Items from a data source
....

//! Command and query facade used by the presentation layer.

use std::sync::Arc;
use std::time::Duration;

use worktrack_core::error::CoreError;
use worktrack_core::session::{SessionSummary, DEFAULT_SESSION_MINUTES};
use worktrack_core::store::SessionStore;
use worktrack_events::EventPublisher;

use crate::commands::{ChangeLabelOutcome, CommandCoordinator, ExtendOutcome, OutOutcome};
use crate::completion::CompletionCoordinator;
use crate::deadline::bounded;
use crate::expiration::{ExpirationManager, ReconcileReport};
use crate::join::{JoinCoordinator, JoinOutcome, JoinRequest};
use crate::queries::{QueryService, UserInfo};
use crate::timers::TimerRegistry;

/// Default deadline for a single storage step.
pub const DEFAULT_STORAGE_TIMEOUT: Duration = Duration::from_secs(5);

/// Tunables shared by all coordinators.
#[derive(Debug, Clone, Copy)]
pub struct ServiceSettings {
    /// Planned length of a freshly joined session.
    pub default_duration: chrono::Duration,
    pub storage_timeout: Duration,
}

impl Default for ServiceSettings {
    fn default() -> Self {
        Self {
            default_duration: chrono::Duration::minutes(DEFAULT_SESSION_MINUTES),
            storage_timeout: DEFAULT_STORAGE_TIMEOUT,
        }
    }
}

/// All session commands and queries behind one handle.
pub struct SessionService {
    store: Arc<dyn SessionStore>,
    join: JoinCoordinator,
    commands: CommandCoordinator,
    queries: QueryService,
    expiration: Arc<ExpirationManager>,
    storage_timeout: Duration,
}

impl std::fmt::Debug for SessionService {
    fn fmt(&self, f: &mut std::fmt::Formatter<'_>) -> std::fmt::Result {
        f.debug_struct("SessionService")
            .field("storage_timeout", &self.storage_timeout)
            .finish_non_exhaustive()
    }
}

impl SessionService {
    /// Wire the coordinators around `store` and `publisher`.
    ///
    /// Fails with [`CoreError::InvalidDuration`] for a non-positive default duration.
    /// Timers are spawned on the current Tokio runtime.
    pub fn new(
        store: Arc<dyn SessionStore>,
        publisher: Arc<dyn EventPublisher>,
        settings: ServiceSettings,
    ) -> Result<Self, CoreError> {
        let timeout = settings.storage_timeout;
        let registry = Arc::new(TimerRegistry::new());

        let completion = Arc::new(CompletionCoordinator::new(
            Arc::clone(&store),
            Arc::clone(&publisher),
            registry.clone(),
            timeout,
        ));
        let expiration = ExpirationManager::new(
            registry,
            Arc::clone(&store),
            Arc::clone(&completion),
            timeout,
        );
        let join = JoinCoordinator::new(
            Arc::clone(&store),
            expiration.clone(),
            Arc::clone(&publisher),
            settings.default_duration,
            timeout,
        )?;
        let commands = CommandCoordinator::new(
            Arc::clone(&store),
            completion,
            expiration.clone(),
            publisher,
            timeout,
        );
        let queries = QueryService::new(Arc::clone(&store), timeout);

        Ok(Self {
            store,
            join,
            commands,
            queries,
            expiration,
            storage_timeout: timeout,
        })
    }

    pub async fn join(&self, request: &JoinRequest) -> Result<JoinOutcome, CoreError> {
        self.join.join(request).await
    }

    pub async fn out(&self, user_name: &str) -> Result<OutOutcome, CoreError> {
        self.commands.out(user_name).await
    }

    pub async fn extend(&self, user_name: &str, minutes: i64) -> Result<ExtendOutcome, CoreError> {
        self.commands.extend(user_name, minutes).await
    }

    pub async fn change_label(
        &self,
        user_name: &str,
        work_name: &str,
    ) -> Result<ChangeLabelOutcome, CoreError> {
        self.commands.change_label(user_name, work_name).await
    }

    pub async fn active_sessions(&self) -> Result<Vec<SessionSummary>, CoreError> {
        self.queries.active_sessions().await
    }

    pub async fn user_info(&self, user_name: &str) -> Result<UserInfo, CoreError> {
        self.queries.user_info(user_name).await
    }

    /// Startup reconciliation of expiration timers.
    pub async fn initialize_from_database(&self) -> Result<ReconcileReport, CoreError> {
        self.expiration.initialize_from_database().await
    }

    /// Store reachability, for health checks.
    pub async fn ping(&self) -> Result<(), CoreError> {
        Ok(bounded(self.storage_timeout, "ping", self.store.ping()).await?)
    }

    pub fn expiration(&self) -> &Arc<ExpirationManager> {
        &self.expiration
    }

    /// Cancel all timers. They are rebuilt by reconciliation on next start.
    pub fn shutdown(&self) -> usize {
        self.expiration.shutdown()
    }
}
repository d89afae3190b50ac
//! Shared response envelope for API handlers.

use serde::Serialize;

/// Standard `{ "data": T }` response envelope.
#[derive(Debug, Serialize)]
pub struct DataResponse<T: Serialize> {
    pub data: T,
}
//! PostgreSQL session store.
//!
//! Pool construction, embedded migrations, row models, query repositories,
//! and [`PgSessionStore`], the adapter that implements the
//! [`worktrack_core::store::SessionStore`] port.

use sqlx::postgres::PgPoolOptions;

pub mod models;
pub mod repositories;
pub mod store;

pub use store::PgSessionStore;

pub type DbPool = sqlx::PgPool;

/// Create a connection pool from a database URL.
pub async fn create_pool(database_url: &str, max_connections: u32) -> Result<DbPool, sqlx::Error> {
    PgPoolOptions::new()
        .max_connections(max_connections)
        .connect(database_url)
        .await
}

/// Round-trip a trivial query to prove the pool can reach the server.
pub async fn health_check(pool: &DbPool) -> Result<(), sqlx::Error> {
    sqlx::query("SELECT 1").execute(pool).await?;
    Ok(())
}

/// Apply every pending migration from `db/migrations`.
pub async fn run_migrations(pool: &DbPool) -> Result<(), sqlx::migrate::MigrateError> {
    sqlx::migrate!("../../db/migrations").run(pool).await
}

....

**Work to complete:**
The string "reconciliation" may appear in lines of the entries above. Say how many such lines there are, as a number only.

**Written solution:**
2